Çağdaş romanlarda artık sıkça raslanılan bir çocuğun ağzından öykü anlatma yöntemine bu kitapta da rastlıyoruz. Elbette hikayeci çocuk-Oscar Schell- sıradan bir çocuk değil. Babasını kaybetmiş ve bununla başa çıkmaya çalışıyor fakat bunun da ötesinde hayal gücü gelişmiş ve çok kırılgan. Tıpkı The Curious Incident of the Dog in the Night Time'ın asperger sendromlu anlatıcısı çocuk gibi algıları çok farklı ve tıpkı onun gibi bir gizin peşine düşüp kitap boyunca New York kentinde elindeki anahtarın açtığı kilidi bulmaya çalışıyor.

Kitap Oscar'ın farklı dünyasını cismen okuyusuna da hissettiriyor. Oscar'ın hikayesini okurken araya mektuplar, fotoğraflar, imla yanlışları işaretlenmiş metinler, boş sayfalar giriyor.

Mektuplarla geçmişin trajedileri açığa çıkıyor. 11 Eylül saldırısı, 2. Dünya Savaşı anıları ile iç içe geçiyor. Çoğu insan için mektubun tarih olduğu günümüzde Oscar bilim merakı ile Stephen Hawking'e ve başka biliminsanlarına mektuplar yazıyor ve onlara gelen cevaplar da ara ara metin içinde kendine yer buluyor.

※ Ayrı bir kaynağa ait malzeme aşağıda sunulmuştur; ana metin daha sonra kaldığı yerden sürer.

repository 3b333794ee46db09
#[derive(Debug, thiserror::Error)]
pub enum CoreError {
    #[error("Validation failed: {0}")]
    Validation(String),
}
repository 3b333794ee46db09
pub mod alert;
pub mod metrics;
//! Handlers for the metric read endpoints.

use axum::extract::State;
use axum::Json;
use cloudpulse_cloud::CloudError;
use cloudpulse_core::catalog::{DIM_INSTANCE_ID, DISK_USED_PERCENT, NAMESPACE_AGENT};
use cloudpulse_core::series::combine;

use crate::error::{AppError, AppResult};
use crate::response::{DashboardSnapshot, DiskDebugReport, DiskIoPoint, NetworkPoint, SeriesPayload};
use crate::routes::metrics::{self as endpoints, MetricEndpoint, PairRender, SeriesSource};
use crate::state::AppState;

const DASHBOARD_FAILURE: &str = "Failed to fetch dashboard metrics";
const DEBUG_FAILURE: &str = "Debug failed";

/// GET on any [`MetricEndpoint`] path.
///
/// Any backend failure fails the whole response with the endpoint's fixed
/// message; partial results are never returned.
pub async fn serve(
    state: AppState,
    endpoint: &'static MetricEndpoint,
) -> AppResult<Json<SeriesPayload>> {
    let payload = load_series(&state, &endpoint.series)
        .await
        .map_err(|e| AppError::upstream(endpoint.failure, e, endpoint.expose_details))?;

    tracing::debug!(endpoint = endpoint.name, "Served metric series");
    Ok(Json(payload))
}

/// GET /metrics/dashboard
///
/// Fetches the five dashboard series concurrently.
pub async fn dashboard(State(state): State<AppState>) -> AppResult<Json<DashboardSnapshot>> {
    let (cpu, memory, disk, diskio, network) = futures::try_join!(
        load_series(&state, &endpoints::CPU.series),
        load_series(&state, &endpoints::MEMORY.series),
        load_series(&state, &endpoints::DISK.series),
        load_series(&state, &endpoints::DISKIO.series),
        load_series(&state, &endpoints::NETWORK.series),
    )
    .map_err(|e| AppError::upstream(DASHBOARD_FAILURE, e, false))?;

    Ok(Json(DashboardSnapshot {
        cpu,
        memory,
        disk,
        diskio,
        network,
    }))
}

/// GET /metrics/disk/debug
///
/// Lists every known disk usage series and those tagged with the configured
/// instance, for troubleshooting dimension mismatches.
pub async fn disk_debug(State(state): State<AppState>) -> AppResult<Json<DiskDebugReport>> {
    let all = state
        .fetcher
        .list_series(NAMESPACE_AGENT, DISK_USED_PERCENT)
        .await
        .map_err(|e| AppError::upstream(DEBUG_FAILURE, e, false))?;

    let total_metrics = all.len();
    let instance_id = state.config.resource.instance_id.as_str();
    let metrics: Vec<_> = all
        .into_iter()
        .filter(|m| m.has_dimension(DIM_INSTANCE_ID, instance_id))
        .collect();

    tracing::info!(
        total_metrics,
        instance_metrics = metrics.len(),
        instance_id,
        "Disk metric listing"
    );

    Ok(Json(DiskDebugReport {
        total_metrics,
        instance_metrics: metrics.len(),
        metrics,
    }))
}

/// Fetch and shape one endpoint's series for the configured resource.
async fn load_series(state: &AppState, series: &SeriesSource) -> Result<SeriesPayload, CloudError> {
    let resource = &state.config.resource;

    match *series {
        SeriesSource::Single(template) => {
            let samples = state.fetcher.fetch(&template.resolve(resource)).await?;
            Ok(SeriesPayload::Samples(samples))
        }
        SeriesSource::Paired {
            primary,
            secondary,
            render,
        } => {
            let primary = primary.resolve(resource);
            let secondary = secondary.resolve(resource);
            let (first, second) = futures::future::try_join(
                state.fetcher.fetch(&primary),
                state.fetcher.fetch(&secondary),
            )
            .await?;

            let paired = combine(&first, &second);
            Ok(match render {
                PairRender::ReadWrite => {
                    SeriesPayload::DiskIo(paired.into_iter().map(DiskIoPoint::from).collect())
                }
                PairRender::Megabytes => {
                    SeriesPayload::Network(paired.into_iter().map(NetworkPoint::from).collect())
                }
            })
        }
    }
}
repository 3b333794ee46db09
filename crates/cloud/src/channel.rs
use async_trait::async_trait;

use crate::error::CloudError;

/// A pub/sub topic that fans a message out to its subscribers.
#[async_trait]
pub trait NotificationChannel: Send + Sync {
    /// Publish `message` under `subject`. Returns the channel's message id
    /// when it reports one.
    async fn publish(&self, subject: &str, message: &str) -> Result<Option<String>, CloudError>;
}
use std::collections::VecDeque;
use std::time::Duration;

use chrono::Utc;
use miette::Result;
use shared::errors::JobError;
use shared::jobs::{BatchTiming, CameraSetting, RenderBatch};
use shared::results::batch_trace::{BatchTrace, BatchTraceBuilder};
use tracing::{debug, error, info, warn};

use crate::events::{JobOrdinal, SchedulerEvent};
use crate::host::HostRenderGateway;
use crate::job::RenderJob;

#[derive(Copy, Clone, Eq, PartialEq, Debug)]
pub struct SchedulerConfig {
    /// How often the host polls the scheduler.
    pub tick_interval: Duration,

    /// Settling delay between consecutive frames of a job.
    pub frame_delay: Duration,
}

impl Default for SchedulerConfig {
    fn default() -> Self {
        BatchTiming::default().into()
    }
}

impl From<BatchTiming> for SchedulerConfig {
    fn from(value: BatchTiming) -> Self {
        Self {
            tick_interval: value.tick_interval(),
            frame_delay: value.frame_delay(),
        }
    }
}


#[derive(Copy, Clone, Eq, PartialEq, Hash, Debug)]
pub enum SchedulerStatus {
    /// Built, but `execute` has not been called yet.
    Idle,
    Running,
    /// Every job ran (successfully or not).
    Finished,
    Cancelled,
}


#[derive(Clone, Eq, PartialEq, Debug)]
pub struct JobFailure {
    pub job: JobOrdinal,
    pub camera: String,
    pub error: JobError,
}


#[derive(Clone, Debug)]
struct SceneSnapshot {
    camera: Option<String>,
    frame: i64,
    output_path: String,
}


/// Runs render jobs one after another, driven by host ticks.
///
/// At most one job is current at any time and it is the only one that talks to the host,
/// so at most one render is outstanding for the whole batch.
pub struct JobScheduler {
    config: SchedulerConfig,

    job_queue: VecDeque<RenderJob>,

    current_job: Option<RenderJob>,

    original_scene: Option<SceneSnapshot>,

    cancel_requested: bool,

    status: SchedulerStatus,

    failures: Vec<JobFailure>,

    trace: BatchTraceBuilder,
}

impl JobScheduler {
    /// One job per camera setting, in list order.
    pub fn new<I>(settings: I, config: SchedulerConfig) -> Self
    where
        I: IntoIterator<Item = CameraSetting>,
    {
        let job_queue = settings
            .into_iter()
            .enumerate()
            .map(|(ordinal, setting)| RenderJob::new(ordinal, setting, config.frame_delay))
            .collect();

        Self {
            config,
            job_queue,
            current_job: None,
            original_scene: None,
            cancel_requested: false,
            status: SchedulerStatus::Idle,
            failures: Vec::new(),
            trace: BatchTraceBuilder::new_empty(),
        }
    }

    pub fn from_batch(batch: &RenderBatch) -> Self {
        Self::new(batch.cameras.iter().cloned(), batch.timing.into())
    }

    pub fn config(&self) -> SchedulerConfig {
        self.config
    }

    pub fn status(&self) -> SchedulerStatus {
        self.status
    }

    pub fn current_job(&self) -> Option<&RenderJob> {
        self.current_job.as_ref()
    }

    pub fn queued_jobs(&self) -> usize {
        self.job_queue.len()
    }

    /// Jobs that stopped because of an error, in the order they failed.
    pub fn failures(&self) -> &[JobFailure] {
        &self.failures
    }

    pub fn trace(&self) -> Result<BatchTrace> {
        self.trace.build()
    }

    /// Remembers the scene's camera, frame and output path, then registers the tick source
    /// and the cancel callback. Jobs are started from subsequent ticks.
    pub fn execute<H: HostRenderGateway + ?Sized>(&mut self, host: &mut H) -> SchedulerStatus {
        if self.status != SchedulerStatus::Idle {
            warn!(status = ?self.status, "Scheduler has already been executed.");
            return self.status;
        }

        self.original_scene = Some(SceneSnapshot {
            camera: host.camera(),
            frame: host.current_frame(),
            output_path: host.output_path(),
        });

        self.trace.set_batch_start_time(Utc::now());

        host.register_cancel_callback();
        host.register_tick_source(self.config.tick_interval);

        self.status = SchedulerStatus::Running;

        info!(
            jobs = self.job_queue.len(),
            tick_interval = ?self.config.tick_interval,
            frame_delay = ?self.config.frame_delay,
            "Render batch started."
        );

        self.status
    }

    /// Handles a single host event. Events arriving after the scheduler stopped are ignored.
    pub fn handle_event<H: HostRenderGateway + ?Sized>(
        &mut self,
        host: &mut H,
        event: SchedulerEvent,
    ) -> SchedulerStatus {
        if self.status != SchedulerStatus::Running {
            debug!(event = ?event, status = ?self.status, "Scheduler not running, ignoring event.");
            return self.status;
        }

        match event {
            SchedulerEvent::Tick => self.on_tick(host),
            SchedulerEvent::RenderComplete => match self.current_job.as_mut() {
                Some(job) => job.on_render_complete(host, &mut self.trace),
                None => warn!("Got a render completion without a current job, ignoring."),
            },
            SchedulerEvent::RenderFailed(error) => match self.current_job.as_mut() {
                Some(job) => job.on_render_failed(host, &mut self.trace, error),
                None => warn!(
                    error = %error,
                    "Got a render failure without a current job, ignoring."
                ),
            },
            SchedulerEvent::RenderCancelled => {
                info!("Render cancelled by user, stopping on next tick.");

                self.cancel_requested = true;
                if let Some(job) = self.current_job.as_mut() {
                    job.cancel();
                }
            }
            SchedulerEvent::Deferred(action) => match self.current_job.as_mut() {
                Some(job) if job.ordinal() == action.job() => {
                    job.on_deferred(action, host, &mut self.trace)
                }
                _ => debug!(action = ?action, "Deferred action for a job that is not current, dropping."),
            },
        }

        self.status
    }

    fn on_tick<H: HostRenderGateway + ?Sized>(&mut self, host: &mut H) {
        let current_job_cancelled = self
            .current_job
            .as_ref()
            .is_some_and(|job| job.is_cancelled());

        if self.cancel_requested || current_job_cancelled {
            self.cancel(host);
            return;
        }

        if self
            .current_job
            .as_ref()
            .is_some_and(|job| job.is_running())
        {
            return;
        }

        if let Some(job) = self.current_job.take() {
            self.retire_job(host, job);
        }

        match self.job_queue.pop_front() {
            Some(mut job) => {
                job.start(host, &mut self.trace);
                self.current_job = Some(job);
            }
            None => {
                info!("All render jobs done.");
                self.stop(host, SchedulerStatus::Finished);
            }
        }
    }

    /// Stops the batch: the current job is finished on the spot (its remaining frames are
    /// discarded) and jobs that never started are dropped.
    pub fn cancel<H: HostRenderGateway + ?Sized>(&mut self, host: &mut H) {
        if self.status != SchedulerStatus::Running {
            return;
        }

        if let Some(mut job) = self.current_job.take() {
            job.cancel();
            self.retire_job(host, job);
        }

        if !self.job_queue.is_empty() {
            warn!(
                jobs_dropped = self.job_queue.len(),
                "Dropping render jobs that never started."
            );
            self.job_queue.clear();
        }

        self.trace.set_cancelled();
        self.stop(host, SchedulerStatus::Cancelled);
    }

    fn retire_job<H: HostRenderGateway + ?Sized>(&mut self, host: &mut H, mut job: RenderJob) {
        if !job.is_finished() {
            job.finish(host, &mut self.trace);
        }

        if let Some(error) = job.failure() {
            self.failures.push(JobFailure {
                job: job.ordinal(),
                camera: job.camera_setting().camera.clone(),
                error: error.clone(),
            });
        }
    }

    fn stop<H: HostRenderGateway + ?Sized>(&mut self, host: &mut H, status: SchedulerStatus) {
        host.unregister_tick_source();
        host.unregister_cancel_callback();

        if let Some(scene) = self.original_scene.take() {
            if let Err(error) = host.set_camera(scene.camera.as_deref()) {
                error!(error = %error, "Could not restore the original camera.");
            }
            host.set_frame(scene.frame);
            host.set_output_path(&scene.output_path);
        }

        self.trace.set_batch_finish_time(Utc::now());
        self.status = status;

        for failure in &self.failures {
            error!(
                job = failure.job,
                camera = %failure.camera,
                error = %failure.error,
                "Render job failed."
            );
        }

        info!(
            status = ?status,
            jobs_failed = self.failures.len(),
            "Render batch stopped."
        );
    }
}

Sonuç olarak buruk bir hikayesi olan Oscar'ın dünyası onun anlatımıyla kimi zaman gülümseterek ama asla acındırmayarak okuyanı sarıyor. Oscar'ın dedesinin yazdığı mektuplar ise kitabı bambaşka bir düzleme taşıyarak, Paul Auster kitaplarının karakterlerine göz kırpıyor.